Copy out every line holding the string "CatalogClient" from the records below.

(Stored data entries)
——————

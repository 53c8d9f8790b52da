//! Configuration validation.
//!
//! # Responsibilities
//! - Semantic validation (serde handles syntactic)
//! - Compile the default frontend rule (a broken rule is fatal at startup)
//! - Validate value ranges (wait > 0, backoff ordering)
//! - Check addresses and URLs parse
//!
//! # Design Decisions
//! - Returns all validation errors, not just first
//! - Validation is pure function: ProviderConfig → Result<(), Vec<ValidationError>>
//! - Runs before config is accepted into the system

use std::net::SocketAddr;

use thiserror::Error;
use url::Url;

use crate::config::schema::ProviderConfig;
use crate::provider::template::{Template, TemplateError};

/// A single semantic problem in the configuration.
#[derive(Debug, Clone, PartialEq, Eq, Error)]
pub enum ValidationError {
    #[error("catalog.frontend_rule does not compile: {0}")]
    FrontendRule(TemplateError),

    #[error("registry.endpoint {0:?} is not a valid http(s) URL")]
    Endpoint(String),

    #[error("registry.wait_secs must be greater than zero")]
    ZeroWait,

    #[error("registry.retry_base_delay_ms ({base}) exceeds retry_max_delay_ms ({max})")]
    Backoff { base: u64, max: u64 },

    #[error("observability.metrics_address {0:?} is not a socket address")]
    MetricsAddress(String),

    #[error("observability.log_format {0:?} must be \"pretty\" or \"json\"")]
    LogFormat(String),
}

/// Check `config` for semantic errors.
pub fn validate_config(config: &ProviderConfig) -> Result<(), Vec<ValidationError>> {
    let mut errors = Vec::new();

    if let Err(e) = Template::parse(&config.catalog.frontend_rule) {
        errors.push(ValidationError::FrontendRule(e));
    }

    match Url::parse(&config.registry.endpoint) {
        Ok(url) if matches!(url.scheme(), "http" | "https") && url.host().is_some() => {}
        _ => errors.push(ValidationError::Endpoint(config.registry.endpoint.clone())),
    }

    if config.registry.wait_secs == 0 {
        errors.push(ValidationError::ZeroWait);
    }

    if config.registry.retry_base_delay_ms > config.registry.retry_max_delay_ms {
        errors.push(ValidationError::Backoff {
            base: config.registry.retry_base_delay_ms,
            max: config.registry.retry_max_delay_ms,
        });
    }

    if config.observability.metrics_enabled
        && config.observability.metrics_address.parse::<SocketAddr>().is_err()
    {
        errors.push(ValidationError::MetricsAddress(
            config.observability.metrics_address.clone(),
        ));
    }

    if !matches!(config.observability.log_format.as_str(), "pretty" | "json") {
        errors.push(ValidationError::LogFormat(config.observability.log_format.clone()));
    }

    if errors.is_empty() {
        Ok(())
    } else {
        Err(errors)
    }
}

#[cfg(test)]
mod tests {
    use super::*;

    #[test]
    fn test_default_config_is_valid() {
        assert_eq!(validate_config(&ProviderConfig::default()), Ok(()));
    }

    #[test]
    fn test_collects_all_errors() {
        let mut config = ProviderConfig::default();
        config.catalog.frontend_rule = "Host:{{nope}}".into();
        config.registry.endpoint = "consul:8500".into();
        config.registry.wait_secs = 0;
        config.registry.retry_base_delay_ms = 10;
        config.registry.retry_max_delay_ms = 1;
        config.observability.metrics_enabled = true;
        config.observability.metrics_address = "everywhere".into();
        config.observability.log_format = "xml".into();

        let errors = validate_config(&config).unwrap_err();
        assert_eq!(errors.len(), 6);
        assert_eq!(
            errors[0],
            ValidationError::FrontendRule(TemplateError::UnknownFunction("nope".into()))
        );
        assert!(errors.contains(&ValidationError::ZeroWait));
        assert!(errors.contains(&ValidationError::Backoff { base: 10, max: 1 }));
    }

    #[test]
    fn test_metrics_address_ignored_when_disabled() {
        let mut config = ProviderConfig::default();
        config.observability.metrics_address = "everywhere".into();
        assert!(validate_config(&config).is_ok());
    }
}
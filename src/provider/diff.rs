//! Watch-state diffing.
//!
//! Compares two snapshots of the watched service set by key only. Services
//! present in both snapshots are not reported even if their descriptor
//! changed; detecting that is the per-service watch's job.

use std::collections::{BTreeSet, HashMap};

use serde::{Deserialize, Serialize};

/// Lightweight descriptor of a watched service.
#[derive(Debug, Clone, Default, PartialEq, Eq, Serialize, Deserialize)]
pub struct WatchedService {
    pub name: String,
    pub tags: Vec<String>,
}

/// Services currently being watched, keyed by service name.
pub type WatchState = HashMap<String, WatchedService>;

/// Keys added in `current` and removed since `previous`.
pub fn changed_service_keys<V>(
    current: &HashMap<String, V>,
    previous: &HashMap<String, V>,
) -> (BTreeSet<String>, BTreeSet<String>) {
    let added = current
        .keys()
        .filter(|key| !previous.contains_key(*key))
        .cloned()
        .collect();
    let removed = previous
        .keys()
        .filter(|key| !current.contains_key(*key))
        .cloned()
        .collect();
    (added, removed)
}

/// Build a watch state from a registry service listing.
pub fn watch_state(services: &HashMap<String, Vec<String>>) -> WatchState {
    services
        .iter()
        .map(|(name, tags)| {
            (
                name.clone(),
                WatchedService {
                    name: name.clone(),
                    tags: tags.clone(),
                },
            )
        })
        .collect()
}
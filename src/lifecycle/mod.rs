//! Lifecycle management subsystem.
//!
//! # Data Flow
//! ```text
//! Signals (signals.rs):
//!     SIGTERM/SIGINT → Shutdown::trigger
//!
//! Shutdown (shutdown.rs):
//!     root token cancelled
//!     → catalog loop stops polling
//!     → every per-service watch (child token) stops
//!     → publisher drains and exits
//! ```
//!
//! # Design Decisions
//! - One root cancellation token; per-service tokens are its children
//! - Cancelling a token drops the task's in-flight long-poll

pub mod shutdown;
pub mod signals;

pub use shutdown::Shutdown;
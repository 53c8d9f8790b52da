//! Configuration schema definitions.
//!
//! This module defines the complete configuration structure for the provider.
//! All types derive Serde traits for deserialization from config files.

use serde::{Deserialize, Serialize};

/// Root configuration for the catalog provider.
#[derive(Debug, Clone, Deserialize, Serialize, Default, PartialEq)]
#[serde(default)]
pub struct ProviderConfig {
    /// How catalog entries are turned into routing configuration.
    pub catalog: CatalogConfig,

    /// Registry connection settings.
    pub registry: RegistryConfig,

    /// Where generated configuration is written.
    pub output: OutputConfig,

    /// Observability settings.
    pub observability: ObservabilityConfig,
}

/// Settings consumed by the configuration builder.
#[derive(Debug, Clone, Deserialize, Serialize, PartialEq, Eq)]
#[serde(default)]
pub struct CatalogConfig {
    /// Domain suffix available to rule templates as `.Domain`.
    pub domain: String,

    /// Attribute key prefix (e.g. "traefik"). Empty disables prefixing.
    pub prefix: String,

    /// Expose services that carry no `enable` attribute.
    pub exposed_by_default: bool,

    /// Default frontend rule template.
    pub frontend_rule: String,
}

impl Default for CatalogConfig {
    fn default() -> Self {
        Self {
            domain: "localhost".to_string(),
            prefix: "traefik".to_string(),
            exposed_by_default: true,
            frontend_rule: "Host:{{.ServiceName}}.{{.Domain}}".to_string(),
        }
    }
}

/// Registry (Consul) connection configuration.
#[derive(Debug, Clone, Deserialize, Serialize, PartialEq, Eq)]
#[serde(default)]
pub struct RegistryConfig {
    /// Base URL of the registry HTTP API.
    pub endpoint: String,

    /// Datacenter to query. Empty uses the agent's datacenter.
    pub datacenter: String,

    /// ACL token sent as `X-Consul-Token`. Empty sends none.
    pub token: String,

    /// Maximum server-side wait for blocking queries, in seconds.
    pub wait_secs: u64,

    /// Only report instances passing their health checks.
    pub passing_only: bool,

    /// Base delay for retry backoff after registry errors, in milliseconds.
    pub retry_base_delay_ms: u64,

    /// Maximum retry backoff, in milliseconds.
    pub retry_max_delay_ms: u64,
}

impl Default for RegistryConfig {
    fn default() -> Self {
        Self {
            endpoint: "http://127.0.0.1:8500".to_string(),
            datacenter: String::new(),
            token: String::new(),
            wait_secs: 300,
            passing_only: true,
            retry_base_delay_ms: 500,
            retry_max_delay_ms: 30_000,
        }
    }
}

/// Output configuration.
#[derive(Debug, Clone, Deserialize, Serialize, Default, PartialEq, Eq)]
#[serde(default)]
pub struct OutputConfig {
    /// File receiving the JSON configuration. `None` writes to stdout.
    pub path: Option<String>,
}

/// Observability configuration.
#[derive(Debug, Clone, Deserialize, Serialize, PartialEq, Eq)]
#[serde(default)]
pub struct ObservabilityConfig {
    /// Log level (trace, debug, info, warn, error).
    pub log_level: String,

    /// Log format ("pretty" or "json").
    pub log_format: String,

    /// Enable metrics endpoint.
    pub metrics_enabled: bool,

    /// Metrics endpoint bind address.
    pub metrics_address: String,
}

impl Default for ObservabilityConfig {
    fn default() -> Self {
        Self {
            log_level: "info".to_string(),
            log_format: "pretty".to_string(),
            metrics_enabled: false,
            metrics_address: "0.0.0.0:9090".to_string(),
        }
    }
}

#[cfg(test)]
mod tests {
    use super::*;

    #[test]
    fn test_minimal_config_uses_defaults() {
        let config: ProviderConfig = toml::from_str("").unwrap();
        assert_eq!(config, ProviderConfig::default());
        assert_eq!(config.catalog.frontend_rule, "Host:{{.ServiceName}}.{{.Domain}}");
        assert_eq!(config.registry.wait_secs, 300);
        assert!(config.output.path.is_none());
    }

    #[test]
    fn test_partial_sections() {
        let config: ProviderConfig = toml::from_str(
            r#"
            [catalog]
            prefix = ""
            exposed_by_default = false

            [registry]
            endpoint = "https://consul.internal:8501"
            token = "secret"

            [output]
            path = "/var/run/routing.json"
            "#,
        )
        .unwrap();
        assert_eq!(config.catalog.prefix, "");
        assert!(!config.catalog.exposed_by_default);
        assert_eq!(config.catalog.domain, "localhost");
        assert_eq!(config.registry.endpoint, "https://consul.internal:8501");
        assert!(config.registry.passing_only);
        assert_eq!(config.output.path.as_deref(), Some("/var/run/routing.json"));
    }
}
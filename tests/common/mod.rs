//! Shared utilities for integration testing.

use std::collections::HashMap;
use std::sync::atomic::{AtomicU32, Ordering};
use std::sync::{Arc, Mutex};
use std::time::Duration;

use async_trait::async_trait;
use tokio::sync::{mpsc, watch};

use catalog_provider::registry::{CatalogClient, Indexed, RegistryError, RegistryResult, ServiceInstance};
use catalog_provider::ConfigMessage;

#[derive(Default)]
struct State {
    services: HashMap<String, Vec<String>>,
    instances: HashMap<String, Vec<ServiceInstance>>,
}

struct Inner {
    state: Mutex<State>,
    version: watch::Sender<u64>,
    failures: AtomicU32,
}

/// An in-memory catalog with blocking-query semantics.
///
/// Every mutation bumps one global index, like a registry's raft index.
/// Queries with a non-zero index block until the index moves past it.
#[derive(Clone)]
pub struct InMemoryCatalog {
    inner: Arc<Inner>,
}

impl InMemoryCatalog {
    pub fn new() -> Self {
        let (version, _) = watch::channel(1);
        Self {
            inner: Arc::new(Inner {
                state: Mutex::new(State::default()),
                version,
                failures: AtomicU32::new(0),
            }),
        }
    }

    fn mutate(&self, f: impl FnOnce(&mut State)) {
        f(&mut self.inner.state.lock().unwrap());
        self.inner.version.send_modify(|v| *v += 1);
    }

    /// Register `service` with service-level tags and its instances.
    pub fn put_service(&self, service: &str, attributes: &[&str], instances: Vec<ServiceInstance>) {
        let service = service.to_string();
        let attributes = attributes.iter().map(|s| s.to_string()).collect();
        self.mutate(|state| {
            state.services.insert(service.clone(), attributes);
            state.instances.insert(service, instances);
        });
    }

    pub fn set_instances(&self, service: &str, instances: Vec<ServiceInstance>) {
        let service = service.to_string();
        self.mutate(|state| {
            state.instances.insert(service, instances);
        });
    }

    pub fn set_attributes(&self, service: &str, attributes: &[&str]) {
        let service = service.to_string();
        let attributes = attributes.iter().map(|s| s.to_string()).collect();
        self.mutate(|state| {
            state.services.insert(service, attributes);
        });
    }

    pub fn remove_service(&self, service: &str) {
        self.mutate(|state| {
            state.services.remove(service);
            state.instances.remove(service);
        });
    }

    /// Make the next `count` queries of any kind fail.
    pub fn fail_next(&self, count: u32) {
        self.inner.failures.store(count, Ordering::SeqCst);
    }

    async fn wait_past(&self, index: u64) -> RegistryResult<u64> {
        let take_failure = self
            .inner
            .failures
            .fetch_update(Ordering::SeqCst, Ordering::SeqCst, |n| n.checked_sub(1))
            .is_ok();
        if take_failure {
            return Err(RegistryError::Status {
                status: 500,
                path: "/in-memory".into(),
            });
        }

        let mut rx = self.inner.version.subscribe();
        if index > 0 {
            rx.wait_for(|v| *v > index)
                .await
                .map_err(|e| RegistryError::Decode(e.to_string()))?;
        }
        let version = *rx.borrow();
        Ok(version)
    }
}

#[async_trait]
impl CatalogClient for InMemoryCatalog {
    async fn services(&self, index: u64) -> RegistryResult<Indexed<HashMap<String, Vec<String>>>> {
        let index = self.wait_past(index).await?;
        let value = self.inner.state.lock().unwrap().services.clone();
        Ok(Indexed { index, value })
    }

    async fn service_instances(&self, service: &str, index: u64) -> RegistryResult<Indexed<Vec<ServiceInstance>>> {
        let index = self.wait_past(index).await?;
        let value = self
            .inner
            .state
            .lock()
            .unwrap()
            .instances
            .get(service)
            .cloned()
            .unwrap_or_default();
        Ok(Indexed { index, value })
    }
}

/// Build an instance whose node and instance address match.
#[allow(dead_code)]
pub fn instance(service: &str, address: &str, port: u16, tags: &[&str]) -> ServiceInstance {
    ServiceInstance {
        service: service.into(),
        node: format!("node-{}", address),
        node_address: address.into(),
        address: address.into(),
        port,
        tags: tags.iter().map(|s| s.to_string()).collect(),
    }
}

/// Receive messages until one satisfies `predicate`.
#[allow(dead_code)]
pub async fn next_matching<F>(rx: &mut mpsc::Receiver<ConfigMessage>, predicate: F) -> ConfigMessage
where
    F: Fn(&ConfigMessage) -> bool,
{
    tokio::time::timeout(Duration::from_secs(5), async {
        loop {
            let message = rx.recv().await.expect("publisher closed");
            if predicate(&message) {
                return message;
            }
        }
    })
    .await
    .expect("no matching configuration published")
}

——————

RESULT FOR THIS TASK -
use catalog_provider::registry::{CatalogClient, Indexed, RegistryError, RegistryResult, ServiceInstance};
impl CatalogClient for InMemoryCatalog {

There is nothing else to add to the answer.